Children provided the focus of study at NTS with the Miriam Hall Lecture in Children’s Ministry. Scottie May provided a powerful opening lecture on “Why Welcoming Children Welcomes Jesus” and followed with an interactive session on “How Welcoming Children Welcomes Jesus.”
Attendees included the board of the Nazarene Children’s Leadership Network, the important front line for children’s ministry in the Church of the Nazarene, denominational leaders particularly from Nazarene Publishing House. The leaders interacted with students, local children’s pastors, and faculty all day which led to a rich interaction around children’s ministry. The day included an brown bag lunch as well with attendees.
May’s opening lecture drew from scripture and church history to demonstrate how Jesus mandated the church to attend to children. Her points were quite succinct. First, we need to include children in the worshiping community rather than “absent” them from adult gatherings.
This decision has larger ramifications, May remarked how certain global cultures often “absent” children from adults by suppressing them, often rejecting the gender of girls or converting young boys into child soldiers.
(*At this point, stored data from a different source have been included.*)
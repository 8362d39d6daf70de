//! CLI runner - executes commands

use crate::catalog::Catalog;
use crate::cli::commands::{parse_stream_list, Cli, Commands, OutputFormat};
use crate::config::ExtractJob;
use crate::database::DuckDbQuerier;
use crate::engine::SyncEngine;
use crate::error::{Error, Result, ResultExt};
use crate::output::JsonLinesOutputConsumer;
use crate::state::StateManager;
use serde_json::{json, Value};
use std::sync::Arc;

/// CLI runner
pub struct Runner {
    cli: Cli,
}

impl Runner {
    /// Create a new runner
    pub fn new(cli: Cli) -> Self {
        Self { cli }
    }

    /// Run the CLI command
    pub async fn run(&self) -> Result<()> {
        match &self.cli.command {
            Commands::Check => self.check(),
            Commands::Streams => self.streams(),
            Commands::Read { streams } => self.read(streams.as_deref()).await,
        }
    }

    fn load_job(&self) -> Result<ExtractJob> {
        let path = self
            .cli
            .job
            .as_ref()
            .ok_or_else(|| Error::config("No job file specified (use --job)"))?;
        ExtractJob::from_file(path)
            .with_context(|| format!("Failed to load job {}", path.display()))
    }

    fn load_state(&self) -> Result<StateManager> {
        if let Some(state_json) = &self.cli.state_json {
            StateManager::from_json(state_json)
        } else if let Some(path) = &self.cli.state {
            StateManager::from_file(path)
        } else {
            Ok(StateManager::in_memory())
        }
    }

    /// Test the connection and report how many tables are visible
    fn check(&self) -> Result<()> {
        let job = self.load_job()?;
        let status = match DuckDbQuerier::new(&job.connection)
            .and_then(|querier| querier.check_connection().map(|()| querier))
        {
            Ok(querier) => {
                let table_count = querier.list_tables().map(|t| t.len()).unwrap_or(0);
                json!({
                    "status": "SUCCEEDED",
                    "message": format!("Connection successful. Found {table_count} tables.")
                })
            }
            Err(e) => json!({
                "status": "FAILED",
                "message": format!("Connection check failed: {e}")
            }),
        };

        self.output_message(&json!({
            "type": "CONNECTION_STATUS",
            "connectionStatus": status
        }));
        Ok(())
    }

    /// List source tables next to the streams configured in the job
    fn streams(&self) -> Result<()> {
        let job = self.load_job()?;
        let querier = DuckDbQuerier::new(&job.connection)?;
        let tables = querier.list_tables()?;
        let configured: Vec<String> = job
            .streams
            .iter()
            .map(|s| match &s.namespace {
                Some(namespace) => format!("{namespace}.{}", s.name),
                None => s.name.clone(),
            })
            .collect();

        self.output_message(&json!({
            "type": "STREAMS",
            "streams": tables,
            "configured": configured,
            "engine": querier.kind().to_string()
        }));
        Ok(())
    }

    /// Extract the selected streams, writing JSON lines to stdout
    async fn read(&self, streams: Option<&str>) -> Result<()> {
        let job = self.load_job()?;
        let catalog = Catalog::from_definitions(&job.streams)?;
        let catalog = match streams.map(parse_stream_list) {
            Some(names) if !names.is_empty() => catalog.select(&names)?,
            _ => catalog,
        };
        if catalog.is_empty() {
            return Err(Error::config("Job has no streams to read"));
        }

        let querier = Arc::new(DuckDbQuerier::new(&job.connection)?);
        tracing::info!(
            connection = %querier.connection_info(),
            streams = catalog.len(),
            "Starting read"
        );

        let output = Arc::new(JsonLinesOutputConsumer::stdout());
        let engine = SyncEngine::new(
            job.sync,
            catalog,
            querier,
            Arc::clone(&output) as _,
            self.load_state()?,
        );
        let result = engine.sync().await;
        output.flush()?;

        let stats = result?;
        tracing::info!(
            records = stats.records_synced,
            checkpoints = stats.checkpoints_emitted,
            duration_ms = stats.duration_ms,
            "Read completed"
        );
        Ok(())
    }

    fn output_message(&self, msg: &Value) {
        match self.cli.format {
            OutputFormat::Json => {
                println!("{}", serde_json::to_string(msg).unwrap_or_default());
            }
            OutputFormat::Pretty => {
                println!("{}", serde_json::to_string_pretty(msg).unwrap_or_default());
            }
        }
    }
}
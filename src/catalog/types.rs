//! Catalog types
//!
//! Streams are validated once at construction and never mutated afterwards.

use crate::error::{Error, Result};
use crate::types::SyncMode;
use serde::{Deserialize, Serialize};
use std::fmt;

// ============================================================================
// Stream Identifier
// ============================================================================

/// Namespace-qualified stream name
#[derive(Debug, Clone, PartialEq, Eq, Hash, PartialOrd, Ord, Serialize, Deserialize)]
pub struct StreamIdentifier {
    /// Schema or database namespace, if any
    #[serde(default, skip_serializing_if = "Option::is_none")]
    pub namespace: Option<String>,
    /// Table name
    pub name: String,
}

impl StreamIdentifier {
    /// Create an identifier without namespace
    pub fn new(name: impl Into<String>) -> Self {
        Self {
            namespace: None,
            name: name.into(),
        }
    }

    /// Create a namespaced identifier
    pub fn with_namespace(namespace: impl Into<String>, name: impl Into<String>) -> Self {
        Self {
            namespace: Some(namespace.into()),
            name: name.into(),
        }
    }
}

impl fmt::Display for StreamIdentifier {
    fn fmt(&self, f: &mut fmt::Formatter<'_>) -> fmt::Result {
        match &self.namespace {
            Some(ns) => write!(f, "{ns}.{}", self.name),
            None => write!(f, "{}", self.name),
        }
    }
}

// ============================================================================
// Fields
// ============================================================================

/// Value type of a field, selects the checkpoint codec
#[derive(Debug, Clone, Copy, PartialEq, Eq, Hash, Default, Serialize, Deserialize)]
#[serde(rename_all = "snake_case")]
pub enum FieldType {
    Boolean,
    Integer,
    Number,
    Decimal,
    #[default]
    String,
    Date,
    Time,
    TimestampWithoutTimezone,
    TimestampWithTimezone,
    Binary,
    Json,
}

impl fmt::Display for FieldType {
    fn fmt(&self, f: &mut fmt::Formatter<'_>) -> fmt::Result {
        let name = match self {
            FieldType::Boolean => "boolean",
            FieldType::Integer => "integer",
            FieldType::Number => "number",
            FieldType::Decimal => "decimal",
            FieldType::String => "string",
            FieldType::Date => "date",
            FieldType::Time => "time",
            FieldType::TimestampWithoutTimezone => "timestamp_without_timezone",
            FieldType::TimestampWithTimezone => "timestamp_with_timezone",
            FieldType::Binary => "binary",
            FieldType::Json => "json",
        };
        f.write_str(name)
    }
}

/// A column of a stream
#[derive(Debug, Clone, PartialEq, Eq, Hash, Serialize, Deserialize)]
pub struct Field {
    /// Column name
    #[serde(rename = "name")]
    pub id: String,
    /// Column type
    #[serde(rename = "type", default)]
    pub field_type: FieldType,
}

impl Field {
    pub fn new(id: impl Into<String>, field_type: FieldType) -> Self {
        Self {
            id: id.into(),
            field_type,
        }
    }
}

// ============================================================================
// Stream Definition (job file)
// ============================================================================

/// Stream entry as it appears in a job file
#[derive(Debug, Clone, Serialize, Deserialize)]
pub struct StreamDefinition {
    /// Table name
    pub name: String,

    /// Schema / namespace
    #[serde(default)]
    pub namespace: Option<String>,

    /// Ordered columns to extract
    #[serde(default)]
    pub fields: Vec<Field>,

    /// Full refresh or incremental
    #[serde(default)]
    pub sync_mode: SyncMode,

    /// Primary key column names, in key order
    #[serde(default)]
    pub primary_key: Vec<String>,

    /// Cursor column name (required for incremental streams)
    #[serde(default)]
    pub cursor_field: Option<String>,
}

// ============================================================================
// Stream
// ============================================================================

/// A validated stream
#[derive(Debug, Clone, PartialEq)]
pub struct Stream {
    id: StreamIdentifier,
    fields: Vec<Field>,
    sync_mode: SyncMode,
    primary_key: Vec<Field>,
    cursor: Option<Field>,
}

impl Stream {
    /// Build a stream, resolving primary key and cursor against `fields`
    ///
    /// The cursor is only retained for incremental streams. An incremental
    /// stream without a cursor is rejected.
    pub fn new(
        id: StreamIdentifier,
        fields: Vec<Field>,
        sync_mode: SyncMode,
        primary_key: &[String],
        cursor_field: Option<&str>,
    ) -> Result<Self> {
        if fields.is_empty() {
            return Err(Error::config(format!("Stream '{id}' has no fields")));
        }

        let lookup = |name: &str| -> Result<Field> {
            fields
                .iter()
                .find(|f| f.id == name)
                .cloned()
                .ok_or_else(|| Error::field_not_found(id.to_string(), name))
        };

        let primary_key = primary_key
            .iter()
            .map(|name| lookup(name))
            .collect::<Result<Vec<_>>>()?;

        let cursor = match (sync_mode, cursor_field) {
            (SyncMode::Incremental, Some(name)) => Some(lookup(name)?),
            (SyncMode::Incremental, None) => {
                return Err(Error::config(format!(
                    "Incremental stream '{id}' requires a cursor field"
                )));
            }
            (SyncMode::FullRefresh, _) => None,
        };

        Ok(Self {
            id,
            fields,
            sync_mode,
            primary_key,
            cursor,
        })
    }

    /// Build a stream from its job file definition
    pub fn from_definition(def: &StreamDefinition) -> Result<Self> {
        let id = StreamIdentifier {
            namespace: def.namespace.clone(),
            name: def.name.clone(),
        };
        Self::new(
            id,
            def.fields.clone(),
            def.sync_mode,
            &def.primary_key,
            def.cursor_field.as_deref(),
        )
    }

    pub fn id(&self) -> &StreamIdentifier {
        &self.id
    }

    /// Human readable label used in logs and messages
    pub fn label(&self) -> String {
        self.id.to_string()
    }

    pub fn name(&self) -> &str {
        &self.id.name
    }

    pub fn namespace(&self) -> Option<&str> {
        self.id.namespace.as_deref()
    }

    pub fn fields(&self) -> &[Field] {
        &self.fields
    }

    pub fn sync_mode(&self) -> SyncMode {
        self.sync_mode
    }

    pub fn is_incremental(&self) -> bool {
        self.sync_mode == SyncMode::Incremental
    }

    /// Primary key fields in key order (empty when none is configured)
    pub fn primary_key(&self) -> &[Field] {
        &self.primary_key
    }

    pub fn has_primary_key(&self) -> bool {
        !self.primary_key.is_empty()
    }

    /// Cursor field of an incremental stream
    pub fn cursor(&self) -> Option<&Field> {
        self.cursor.as_ref()
    }

    /// Find a field by name
    pub fn field(&self, name: &str) -> Option<&Field> {
        self.fields.iter().find(|f| f.id == name)
    }
}

// ============================================================================
// Catalog
// ============================================================================

/// The streams of one sync, in configuration order
#[derive(Debug, Clone, Default)]
pub struct Catalog {
    streams: Vec<Stream>,
}

impl Catalog {
    pub fn new(streams: Vec<Stream>) -> Result<Self> {
        let mut seen = std::collections::HashSet::new();
        for stream in &streams {
            if !seen.insert(stream.id().clone()) {
                return Err(Error::config(format!(
                    "Duplicate stream '{}' in catalog",
                    stream.id()
                )));
            }
        }
        Ok(Self { streams })
    }

    /// Build a catalog from job file definitions
    pub fn from_definitions(defs: &[StreamDefinition]) -> Result<Self> {
        let streams = defs
            .iter()
            .map(Stream::from_definition)
            .collect::<Result<Vec<_>>>()?;
        Self::new(streams)
    }

    pub fn streams(&self) -> &[Stream] {
        &self.streams
    }

    pub fn get(&self, id: &StreamIdentifier) -> Result<&Stream> {
        self.streams
            .iter()
            .find(|s| s.id() == id)
            .ok_or_else(|| Error::StreamNotFound {
                stream: id.to_string(),
            })
    }

    /// Keep only the streams named in `names` (by name or label)
    pub fn select(&self, names: &[String]) -> Result<Self> {
        let mut streams = Vec::with_capacity(names.len());
        for name in names {
            let stream = self
                .streams
                .iter()
                .find(|s| s.name() == name || &s.label() == name)
                .ok_or_else(|| Error::StreamNotFound {
                    stream: name.clone(),
                })?;
            streams.push(stream.clone());
        }
        Self::new(streams)
    }

    pub fn len(&self) -> usize {
        self.streams.len()
    }

    pub fn is_empty(&self) -> bool {
        self.streams.is_empty()
    }
}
Intentionally including children in the worshiping community (and other parts of the church) speaks against these cultural anomalies.
• Jesus did!
• Children need and deserved to be welcomed.
• WE need them.
May focused primarily on scriptures that support the inclusion of children, but I was struck also on the need for children to learn the rich culture of faith early in life and also the need for adults to receive from children a larger view of worship.
Scottie then provided a historical account of people who understood this vision and sought to include the experiential world of children as part of the life of the church: Commenius, Pestalozzi, Froeble, Montessori, and Cavaletti. May called for a “radical hospitality” of children as part of the life of the church.
The afternoon session (where the photos were taken) focused on “how” we welcome children. Dr. May pressed the group (NCLN leaders, NPH staff, students, pastors and faculty) to determine what were the “best practices” for welcoming children.Rather than give a laundry list of ideas, May challenged attendees to think beyond “whatever works” to the theological underpinnings of what constituted redemptive practices (versus violent pedagogical practices) that welcome children.
Scottie did present narratives of newer congregations that sought intentionally to welcome children as part of the organic life of the congregation… and narratives of mega churches that also excluded children through entertainment strategies, activities that often freed adults but did not form children.
Overall a great day of learning at NTS!